The increase in salary & wages is due to the increased time spent in 
developing new areas of operations and defending lawsuits.  The decrease in 
general & administrative expenses are due to decreased consulting charges.  
The increase in mining operations reflects expenses involved in developing 
mining properties.


Net Gain

The net income (loss) after income tax estimate for the three and nine months 
ended December 31, 1995 was $(111,291) and $1,026,470 as compared to $803,074 
and $1,507,825 during the three and nine months ended December 31, 1994.  The 
decreased income during the first three quarters ended December 31, 1995, is 
due to the prior recognition of revenue from the sale of cable operations, 
and the recognition of expenses in mining operations.  The lower operating 
costs also contributed to the increase.

Income Taxes

See page 8 "Income Tax" note.

Estimated income taxes are calculated at 40% for both federal and state 
obligations.

<PAGE>
Liquidity and Capital Resources

The Company initially financed its growth through loans and the sale of 
stock.  The Company will finance its future growth primarily from the sale of 
domestic operations. 

To date, the Company has not engaged in any debt financing.  Instead, it 
relied on individual or group investments. The company's cash flow for the 
nine months ended December 31, 1995, and December 31, 1994, are summarized as


                                          Dec 31, 1995         Dec 31, 1994
                                            Unaudited            Unaudited
                                          ------------         ------------

Cash Flow From Operating Activities       $  (434,766)         $(1,137,221)
Cash Flow From Investing Activities         1,493,782            1,853,267
Cash Flow from Financing Activities          (599,259)            (324,514)
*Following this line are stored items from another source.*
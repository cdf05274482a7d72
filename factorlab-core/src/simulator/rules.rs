//! Simulation rules that are not part of the optimized parameter set.

use chrono::NaiveDate;
use serde::{Deserialize, Serialize};

use super::panel::DayPrices;

/// Which price a scheduled order fills at on the next trading day.
#[derive(Debug, Clone, Copy, PartialEq, Eq, Default, Serialize, Deserialize)]
#[serde(rename_all = "snake_case")]
pub enum FillPrice {
    #[default]
    NextOpen,
    NextClose,
}

impl FillPrice {
    pub fn pick(self, prices: &DayPrices) -> f64 {
        match self {
            FillPrice::NextOpen => prices.open,
            FillPrice::NextClose => prices.close,
        }
    }
}

#[derive(Debug, Clone, PartialEq, Serialize, Deserialize)]
#[serde(default)]
pub struct SimulationRules {
    /// Rebalance every N trading days (1 = every day).
    pub rebalance_every: usize,
    /// Positions held longer than this many trading days are exited.
    pub horizon_days: usize,
    /// Fraction of every position sold when drawdown control triggers.
    pub drawdown_reduction: f64,
    /// Commission as a fraction of notional, charged on every fill.
    pub commission_rate: f64,
    /// Round share counts down to whole lots (e.g. 100-share board lots).
    pub lot_size: Option<u32>,
    pub fill_price: FillPrice,
    /// Top up held targets whose weight fell below target × (1 − threshold).
    pub top_up_threshold: Option<f64>,
}

impl Default for SimulationRules {
    fn default() -> Self {
        Self {
            rebalance_every: 5,
            horizon_days: 5,
            drawdown_reduction: 0.5,
            commission_rate: 0.0,
            lot_size: None,
            fill_price: FillPrice::NextOpen,
            top_up_threshold: None,
        }
    }
}

impl SimulationRules {
    pub fn validate(&self) -> Result<(), String> {
        if self.rebalance_every == 0 {
            return Err("rebalance_every must be at least 1".into());
        }
        if self.horizon_days == 0 {
            return Err("horizon_days must be at least 1".into());
        }
        if !(self.drawdown_reduction > 0.0 && self.drawdown_reduction <= 1.0) {
            return Err(format!(
                "drawdown_reduction must be in (0, 1], got {}",
                self.drawdown_reduction
            ));
        }
        if !(0.0..0.1).contains(&self.commission_rate) {
            return Err(format!(
                "commission_rate must be in [0, 0.1), got {}",
                self.commission_rate
            ));
        }
        if self.lot_size == Some(0) {
            return Err("lot_size must be positive".into());
        }
        if let Some(t) = self.top_up_threshold {
            if !(0.0..1.0).contains(&t) {
                return Err(format!("top_up_threshold must be in [0, 1), got {t}"));
            }
        }
        Ok(())
    }

    /// Floor `shares` to whole lots when a lot size is configured.
    pub fn round_shares(&self, shares: f64) -> f64 {
        match self.lot_size {
            Some(lot) if lot > 0 => {
                let lot = lot as f64;
                (shares / lot).floor() * lot
            }
            _ => shares,
        }
    }

    /// Dates on which ranking-driven rebalancing happens.
    pub fn rebalance_dates(&self, dates: &[NaiveDate]) -> Vec<NaiveDate> {
        let every = self.rebalance_every.max(1);
        dates.iter().step_by(every).copied().collect()
    }
}
// ─── Window generation ──────────────────────────────────────────────

/// Rolling windows over the trading calendar, all strictly before the holdout.
///
/// Train, validate and step lengths are counted in trading days of
/// `calendar` between `config.start` and the day before `holdout_start`.
pub fn generate_windows(
    calendar: &[NaiveDate],
    config: &WalkForwardConfig,
) -> Result<Vec<BacktestWindow>, WalkForwardError> {
    let mut days: Vec<NaiveDate> = calendar
        .iter()
        .copied()
        .filter(|d| *d >= config.start && *d < config.holdout_start)
        .collect();
    days.sort();
    days.dedup();

    let train = config.train_days;
    let span = train + config.validate_days;
    if span == 0 || days.len() < span {
        return Err(WalkForwardError::NoWindows {
            available: days.len(),
            required: span,
        });
    }

    let mut windows = Vec::new();
    let mut start = 0;
    while start + span <= days.len() {
        let window = BacktestWindow {
            train_start: days[start],
            train_end: days[start + train - 1],
            validate_start: days[start + train],
            validate_end: days[start + span - 1],
        };
        window.check(config.holdout_start)?;
        windows.push(window);
        start += config.step_days.max(1);
    }
    Ok(windows)
}

// ─── Step payloads ──────────────────────────────────────────────────

/// A finalist inside a window's tolerance band.
#[derive(Debug, Clone, PartialEq, Serialize, Deserialize)]
pub struct BandEntry {
    pub hash: ParamsHash,
    pub params: ParameterSet,
    pub validation: PerformanceMetrics,
}
//! FactorLab Core — domain types, point-in-time data access, factor scoring, trade simulator.
//!
//! This crate contains the deterministic heart of the strategy engine:
//! - Domain types (bars, factors, parameter sets, windows, trades, portfolio state)
//! - Point-in-time data access trait with in-memory, CSV and retrying adapters
//! - Factor computation, cross-sectional percentile ranks, composite ranking
//! - Day-by-day portfolio simulator with stop-loss, drawdown control and horizon exits

pub mod data;
pub mod domain;
pub mod scoring;
pub mod simulator;

#[cfg(test)]
mod tests {
    use super::*;

    /// Compile-time check: types shared across the optimizer's rayon pool and
    /// the supervisor's heartbeat thread are Send + Sync.
    #[allow(dead_code)]
    fn assert_send_sync() {
        fn require_send<T: Send>() {}
        fn require_sync<T: Sync>() {}

        // Domain types
        require_send::<domain::Bar>();
        require_sync::<domain::Bar>();
        require_send::<domain::ParameterSet>();
        require_sync::<domain::ParameterSet>();
        require_send::<domain::PortfolioState>();
        require_sync::<domain::PortfolioState>();
        require_send::<domain::TradeRecord>();
        require_sync::<domain::TradeRecord>();
        require_send::<domain::BacktestWindow>();
        require_sync::<domain::BacktestWindow>();

        // Data access
        require_send::<data::InMemoryStore>();
        require_sync::<data::InMemoryStore>();
        require_send::<data::RetryingAccess<data::InMemoryStore>>();
        require_sync::<data::RetryingAccess<data::InMemoryStore>>();

        // Scoring
        require_send::<scoring::FactorScoringEngine>();
        require_sync::<scoring::FactorScoringEngine>();
        require_send::<scoring::SnapshotMemo>();
        require_sync::<scoring::SnapshotMemo>();
        require_send::<scoring::Ranking>();
        require_sync::<scoring::Ranking>();

        // Simulator
        require_send::<simulator::Simulator>();
        require_sync::<simulator::Simulator>();
        require_send::<simulator::PricePanel>();
        require_sync::<simulator::PricePanel>();
        require_send::<simulator::SimulationState>();
        require_sync::<simulator::SimulationState>();
    }

    /// Architecture contract: ranking never sees portfolio state.
    ///
    /// `FactorScoringEngine::rank` takes a snapshot set and a parameter set
    /// only, so selection cannot depend on what the portfolio holds.
    #[test]
    fn ranking_has_no_portfolio_parameter() {
        fn _check_signature(
            engine: &scoring::FactorScoringEngine,
            set: &scoring::SnapshotSet,
            date: chrono::NaiveDate,
            params: &domain::ParameterSet,
        ) -> Result<scoring::Ranking, scoring::ScoringError> {
            engine.rank(set, date, params)
        }
    }
}
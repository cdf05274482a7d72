//! PortfolioState — cash, open holdings and the drawdown peak.

use chrono::NaiveDate;
use serde::{Deserialize, Serialize};
use std::collections::BTreeMap;

/// An open position.
#[derive(Debug, Clone, PartialEq, Serialize, Deserialize)]
pub struct Holding {
    pub entry_price: f64,
    pub shares: f64,
    pub entry_date: NaiveDate,
    /// Trading days the position has been held (incremented at each close).
    #[serde(default)]
    pub days_held: usize,
}

impl Holding {
    pub fn market_value(&self, price: f64) -> f64 {
        self.shares * price
    }

    pub fn unrealized_return(&self, price: f64) -> f64 {
        if self.entry_price <= 0.0 {
            return 0.0;
        }
        (price - self.entry_price) / self.entry_price
    }
}

/// Aggregate portfolio state.
///
/// The accounting identity `value == cash + sum(holding market values)` holds
/// at every mark. `peak_value` is a running maximum of marked value that only
/// moves down when drawdown control resets it.
#[derive(Debug, Clone, PartialEq, Serialize, Deserialize)]
pub struct PortfolioState {
    pub as_of_date: Option<NaiveDate>,
    pub cash: f64,
    pub positions: BTreeMap<String, Holding>,
    pub peak_value: f64,
    /// Last observed close per instrument, used when a holding has no bar today.
    #[serde(default)]
    pub last_prices: BTreeMap<String, f64>,
}

impl PortfolioState {
    pub fn new(initial_capital: f64) -> Self {
        Self {
            as_of_date: None,
            cash: initial_capital,
            positions: BTreeMap::new(),
            peak_value: initial_capital,
            last_prices: BTreeMap::new(),
        }
    }

    pub fn holds(&self, instrument: &str) -> bool {
        self.positions.get(instrument).is_some_and(|h| h.shares > 0.0)
    }

    /// Price used to mark a holding: today's price, else the last seen close,
    /// else the entry price.
    pub fn mark_price(&self, instrument: &str, prices: &BTreeMap<String, f64>) -> Option<f64> {
        prices
            .get(instrument)
            .or_else(|| self.last_prices.get(instrument))
            .copied()
            .or_else(|| self.positions.get(instrument).map(|h| h.entry_price))
    }

    /// Market value of all open positions.
    pub fn position_value(&self, prices: &BTreeMap<String, f64>) -> f64 {
        self.positions
            .iter()
            .map(|(sym, h)| h.market_value(self.mark_price(sym, prices).unwrap_or(0.0)))
            .sum()
    }

    /// Total value = cash + position value.
    pub fn total_value(&self, prices: &BTreeMap<String, f64>) -> f64 {
        self.cash + self.position_value(prices)
    }

    /// Raise the peak to `value` if it is a new high.
    pub fn update_peak(&mut self, value: f64) {
        if value > self.peak_value {
            self.peak_value = value;
        }
    }

    /// Current drawdown from peak as a positive fraction.
    pub fn drawdown(&self, value: f64) -> f64 {
        if self.peak_value <= 0.0 {
            return 0.0;
        }
        ((self.peak_value - value) / self.peak_value).max(0.0)
    }
}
Cash - Beginning of Period                  1,091,396            3,574,038
                                          -----------          -----------
Cash - End of Period                      $ 1,551,153          $ 3,965,570


The sales of the Denver, Colorado, Washington, D.C., and Detroit, Michigan 
systems for approximately $19.6 million with a resulting gain of $17.6 
million are expected to adequately cover the Company's current liabilities 
along with allowing the Company to develop other wireless cable TV markets in 
the United States and explore other business opportunities domestically and 
internationally.

Currently, the Company has $575,398 in long term debt which is primarily for 
the purchase of the TVCN corporate headquarters building in Denver, Colorado.

The Company's current assets and liabilities are $7,766,519 and $3,205,032, 
respectively.  The Company's cash position is such that management 
anticipates no difficulty in its ability to meet its current obligations.  
The company currently has $2,209,687 in investments in government securities.  

During fiscal year 1993, the Company raised $1,000,000.00 in equity 
investment by sales of its common stock.  The President, a shareholder, and a 
Director, advanced loans to the Company totaling $1,001,439.  No equity 
transactions have occurred in the current fiscal year.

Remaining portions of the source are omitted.